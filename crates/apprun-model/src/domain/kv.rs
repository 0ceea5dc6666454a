use serde::{Deserialize, Serialize};

/// Key–value pair of a runtime environment variable.
///
/// Both fields are plain UTF-8 strings with no validation applied.
#[derive(Debug, Clone, PartialEq, Eq, Serialize, Deserialize)]
#[serde(rename_all = "camelCase")]
pub struct KeyValue {
    /// Name of the variable.
    key: String,
    /// Value associated with the key.
    value: String,
}

impl KeyValue {
    /// Create a new key–value pair.
    pub fn new<K, V>(key: K, value: V) -> Self
    where
        K: Into<String>,
        V: Into<String>,
    {
        Self {
            key: key.into(),
            value: value.into(),
        }
    }

    pub fn key(&self) -> &str {
        &self.key
    }

    pub fn value(&self) -> &str {
        &self.value
    }
}

impl From<(String, String)> for KeyValue {
    fn from((key, value): (String, String)) -> Self {
        Self { key, value }
    }
}

impl From<(&str, &str)> for KeyValue {
    fn from((key, value): (&str, &str)) -> Self {
        Self::new(key, value)
    }
}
○ ○ ○
To do: Could you show every line of the listing that holds the string "serde"?

Answer space:
use serde::{Deserialize, Serialize};
#[serde(rename_all = "camelCase")]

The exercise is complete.